SneakyPastes a commencé par des attaques de phishing autour de thèmes politiques, propagées à l’aide d’adresses e-mail et de domaines « jetables » (à usage unique). Les liens ou fichiers joints malveillants sur lesquels les destinataires cliquaient ou où qu’ils téléchargeaient installaient ensuite l’infection sur leur machine.

SneakyPastes

Afin d’échapper aux systèmes de détection et de masquer la localisation du serveur de commande et de contrôle (C&C), un malware supplémentaire était téléchargé sur les machines des victimes par étapes successives depuis divers sites gratuits, notamment Pastebin et Github. Les différents implants malveillants utilisaient PowerShell, VBS, JS et dotnet pour assurer leur résilience et leur persistance à l’intérieur des systèmes infectés. La dernière étape de l’intrusion était un cheval de Troie à accès distant (RAT), qui contactait le serveur C&C puis collectait, compressait, cryptait et transférait vers celui-ci un large éventail de documents volés (tableaux de chiffres, par exemple). L’opération SneakyPastes tire son nom de l’utilisation massive, par les auteurs de l’attaque, de sites de collage (paste) pour infiltrer progressivement le RAT dans les systèmes des victimes.

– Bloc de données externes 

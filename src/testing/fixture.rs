//! Fixture widgets for exercising containers in tests.

use crate::event::EventFlag;
use crate::geometry::Size;
use crate::render::{Canvas, CellStyle};
use crate::widget::{Widget, WidgetCore};

// ---------------------------------------------------------------------------
// Filler
// ---------------------------------------------------------------------------

/// A leaf widget that paints a single rune across its whole canvas.
///
/// The rune makes composited output attributable: each child in a test fills
/// with a distinct character, so the final canvas shows exactly which widget
/// owns each cell.
pub struct Filler {
    core: WidgetCore,
    rune: char,
    alignment: Option<(f64, f64)>,
}

impl Filler {
    /// A filler with an unconstrained size request.
    pub fn new(rune: char) -> Self {
        Self { core: WidgetCore::new(), rune, alignment: None }
    }

    /// A filler with a fixed size request.
    pub fn sized(rune: char, width: i32, height: i32) -> Self {
        let mut filler = Self::new(rune);
        filler.core.set_size_request(Size::new(width, height));
        filler
    }

    /// Give this filler the alignment capability.
    pub fn with_alignment(mut self, x_align: f64, y_align: f64) -> Self {
        self.alignment = Some((x_align, y_align));
        self
    }

    /// The rune this filler paints with.
    pub fn rune(&self) -> char {
        self.rune
    }
}

impl Widget for Filler {
    fn core(&self) -> &WidgetCore {
        &self.core
    }

    fn core_mut(&mut self) -> &mut WidgetCore {
        &mut self.core
    }

    fn resize(&mut self) -> EventFlag {
        self.core.emit_resize();
        EventFlag::Stop
    }

    fn draw(&mut self, canvas: &mut Canvas) -> EventFlag {
        if !self.core.is_visible() {
            return EventFlag::Pass;
        }
        let size = canvas.size();
        for y in 0..size.height {
            for x in 0..size.width {
                let _ = canvas.set_rune(x, y, self.rune, CellStyle::default());
            }
        }
        EventFlag::Stop
    }

    fn alignment(&self) -> Option<(f64, f64)> {
        self.alignment
    }
}

// ===========================================================================
// Tests
// ===========================================================================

Les chercheurs ont collaboré avec les autorités afin de mettre au jour le cycle complet d’attaque et d’intrusion de l’opération SneakyPastes. Ces efforts ont permis d’aboutir, non seulement à une connaissance détaillée des outils, techniques, cibles, etc., mais aussi au démantèlement effectif d’une grande partie de l’infrastructure.

Territoires palestiniens, en Jordanie, en Israël et au Liban

L’opération SneakyPastes a connu son pic d’activité entre avril et mi-novembre 2018, se concentrant sur une liste restreinte de cibles constituées d’entités diplomatiques et gouvernementales, d’ONG et de médias. D’après les données télémétriques, il semble exister environ 240 victimes d’envergure – individus ou institutions – dans 39 pays à travers le monde, dont la majorité se trouve dans les Territoires palestiniens, en Jordanie, en Israël et au Liban. Il s’agit notamment d’ambassades, d’administrations, de médias et de journalistes, d’activistes, de partis politique ou de particuliers, ainsi que d’établissements dans les secteurs de l’éducation, de la banque et de la santé ou encore des organisations contractantes.

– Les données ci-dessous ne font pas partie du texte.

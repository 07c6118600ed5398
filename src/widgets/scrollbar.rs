//! Scrollbars.
//!
//! A [`Scrollbar`] renders the trough, slider, and stepper arrows for one
//! axis, driven entirely by a shared [`Adjustment`]. The scrollbar owns no
//! scroll state of its own: a viewport configures the adjustment and the
//! scrollbar's geometry follows it, so the two can never disagree.

use std::cell::RefCell;
use std::rc::Rc;

use crate::event::EventFlag;
use crate::geometry::{Orientation, Region, Size};
use crate::render::{Canvas, Theme};
use crate::scroll::{slider_span, Adjustment};
use crate::widget::{Widget, WidgetCore};

/// Rune painted across the trough.
const TROUGH_RUNE: char = '░';
/// Rune painted across the slider.
const SLIDER_RUNE: char = '█';

// ---------------------------------------------------------------------------
// Scrollbar
// ---------------------------------------------------------------------------

/// One axis's scrollbar: steppers, trough, and slider.
pub struct Scrollbar {
    core: WidgetCore,
    orientation: Orientation,
    adjustment: Rc<RefCell<Adjustment>>,
    theme: Theme,
    min_slider_length: i32,
    has_backward_stepper: bool,
    has_forward_stepper: bool,
    has_secondary_backward_stepper: bool,
    has_secondary_forward_stepper: bool,
}

impl Scrollbar {
    /// Create a scrollbar with its own collapsed adjustment.
    pub fn new(orientation: Orientation) -> Self {
        Self::with_adjustment(orientation, Rc::new(RefCell::new(Adjustment::collapsed())))
    }

    /// Create a scrollbar driving a shared adjustment.
    pub fn with_adjustment(
        orientation: Orientation,
        adjustment: Rc<RefCell<Adjustment>>,
    ) -> Self {
        Self {
            core: WidgetCore::new(),
            orientation,
            adjustment,
            theme: Theme::default(),
            min_slider_length: 1,
            has_backward_stepper: true,
            has_forward_stepper: true,
            has_secondary_backward_stepper: false,
            has_secondary_forward_stepper: false,
        }
    }

    /// The scrollbar's axis.
    pub fn orientation(&self) -> Orientation {
        self.orientation
    }

    /// The shared adjustment.
    pub fn adjustment(&self) -> Rc<RefCell<Adjustment>> {
        Rc::clone(&self.adjustment)
    }

    /// Replace the theme.
    pub fn set_theme(&mut self, theme: Theme) {
        self.theme = theme;
    }

    /// Whether the backward arrow button is shown at the leading end.
    pub fn has_backward_stepper(&self) -> bool {
        self.has_backward_stepper
    }

    /// Show or hide the backward arrow button.
    pub fn set_has_backward_stepper(&mut self, has: bool) {
        self.has_backward_stepper = has;
    }

    /// Whether the forward arrow button is shown at the trailing end.
    pub fn has_forward_stepper(&self) -> bool {
        self.has_forward_stepper
    }

    /// Show or hide the forward arrow button.
    pub fn set_has_forward_stepper(&mut self, has: bool) {
        self.has_forward_stepper = has;
    }

    /// Whether a second backward arrow is shown at the trailing end.
    pub fn has_secondary_backward_stepper(&self) -> bool {
        self.has_secondary_backward_stepper
    }

    /// Show or hide the secondary backward arrow.
    pub fn set_has_secondary_backward_stepper(&mut self, has: bool) {
        self.has_secondary_backward_stepper = has;
    }

    /// Whether a second forward arrow is shown at the leading end.
    pub fn has_secondary_forward_stepper(&self) -> bool {
        self.has_secondary_forward_stepper
    }

    /// Show or hide the secondary forward arrow.
    pub fn set_has_secondary_forward_stepper(&mut self, has: bool) {
        self.has_secondary_forward_stepper = has;
    }

    /// Advance the adjustment by `amount` cells.
    ///
    /// Returns [`EventFlag::Stop`] when the value actually moved.
    pub fn forward(&mut self, amount: i32) -> EventFlag {
        let mut adjustment = self.adjustment.borrow_mut();
        let before = adjustment.value();
        adjustment.set_value(before + amount);
        if adjustment.value() != before {
            EventFlag::Stop
        } else {
            EventFlag::Pass
        }
    }

    /// Advance by one step increment.
    pub fn forward_step(&mut self) -> EventFlag {
        let (step, _) = self.adjustment.borrow().increments();
        self.forward(step)
    }

    /// Advance by one page increment.
    pub fn forward_page(&mut self) -> EventFlag {
        let (_, page) = self.adjustment.borrow().increments();
        self.forward(page)
    }

    /// Move the adjustment back by `amount` cells.
    pub fn backward(&mut self, amount: i32) -> EventFlag {
        self.forward(-amount)
    }

    /// Move back by one step increment.
    pub fn backward_step(&mut self) -> EventFlag {
        let (step, _) = self.adjustment.borrow().increments();
        self.backward(step)
    }

    /// Move back by one page increment.
    pub fn backward_page(&mut self) -> EventFlag {
        let (_, page) = self.adjustment.borrow().increments();
        self.backward(page)
    }

    /// The stepper clusters at the leading and trailing ends.
    ///
    /// The leading cluster holds the backward arrow, then the secondary
    /// forward arrow; the trailing cluster holds the secondary backward
    /// arrow, then the forward arrow. Either region may be empty.
    pub fn stepper_regions(&self) -> (Region, Region) {
        let origin = self.core.origin();
        let alloc = self.core.allocation();
        let lead = i32::from(self.has_backward_stepper) + i32::from(self.has_secondary_forward_stepper);
        let trail = i32::from(self.has_forward_stepper) + i32::from(self.has_secondary_backward_stepper);
        match self.orientation {
            Orientation::Horizontal => (
                Region::new(origin.x, origin.y, lead, 1),
                Region::new(origin.x + alloc.width - trail, origin.y, trail, 1),
            ),
            Orientation::Vertical => (
                Region::new(origin.x, origin.y, 1, lead),
                Region::new(origin.x, origin.y + alloc.height - trail, 1, trail),
            ),
        }
    }

    /// The trough: the allocation minus both stepper clusters.
    pub fn trough_region(&self) -> Region {
        let origin = self.core.origin();
        let alloc = self.core.allocation();
        let (start, end) = self.stepper_regions();
        match self.orientation {
            Orientation::Horizontal => Region::new(
                origin.x + start.width,
                origin.y,
                alloc.width - start.width - end.width,
                1,
            )
            .floor(),
            Orientation::Vertical => Region::new(
                origin.x,
                origin.y + start.height,
                1,
                alloc.height - start.height - end.height,
            )
            .floor(),
        }
    }

    /// The slider's position within the trough, from the adjustment state.
    pub fn slider_region(&self) -> Region {
        let trough = self.trough_region();
        let adjustment = self.adjustment.borrow();
        let (_, upper) = adjustment.range();
        let (_, page) = adjustment.increments();
        let value = adjustment.value();
        match self.orientation {
            Orientation::Horizontal => {
                let (offset, length) =
                    slider_span(trough.width, upper, page, value, self.min_slider_length);
                Region::new(trough.x + offset, trough.y, length, 1).floor()
            }
            Orientation::Vertical => {
                let (offset, length) =
                    slider_span(trough.height, upper, page, value, self.min_slider_length);
                Region::new(trough.x, trough.y + offset, 1, length).floor()
            }
        }
    }

    /// Paint a region of the scrollbar's canvas (local coordinates).
    fn paint(&self, canvas: &mut Canvas, region: Region, ch: char, border: bool) {
        let origin = self.core.origin();
        let style = if border { &self.theme.border } else { &self.theme.content };
        for y in region.y..region.bottom() {
            for x in region.x..region.right() {
                let _ = canvas.set_rune(x - origin.x, y - origin.y, ch, style.clone());
            }
        }
    }
}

« La découverte de Desert Falcons en 2015 a marqué un tournant dans le paysage des menaces car il s’agissait alors de la première APT connue qui soit entièrement arabophone. Nous savons à présent que ses auteurs, le cybergang Gaza, ciblent activement des intérêts moyen-orientaux depuis 2012. Celui-ci s’appuyait au départ sur les activités d’une équipe assez peu sophistiquée mais acharnée, à l’origine de l’opération SneakyPastes en 2018. SneakyPastes montre que le manque d’infrastructures et d’outils avancés n’est pas un obstacle au succès. Nous nous attendons à voir les dommages causés par les trois groupes du cybergang Gaza s’intensifier et leurs attaques s’étendre à d’autres régions du monde qui sont également liées à la question palestinienne », commente Amin Hasbini, responsable du centre de recherche pour le Moyen-Orient au sein de l’équipe GReAT (Global Research & Analysis Team).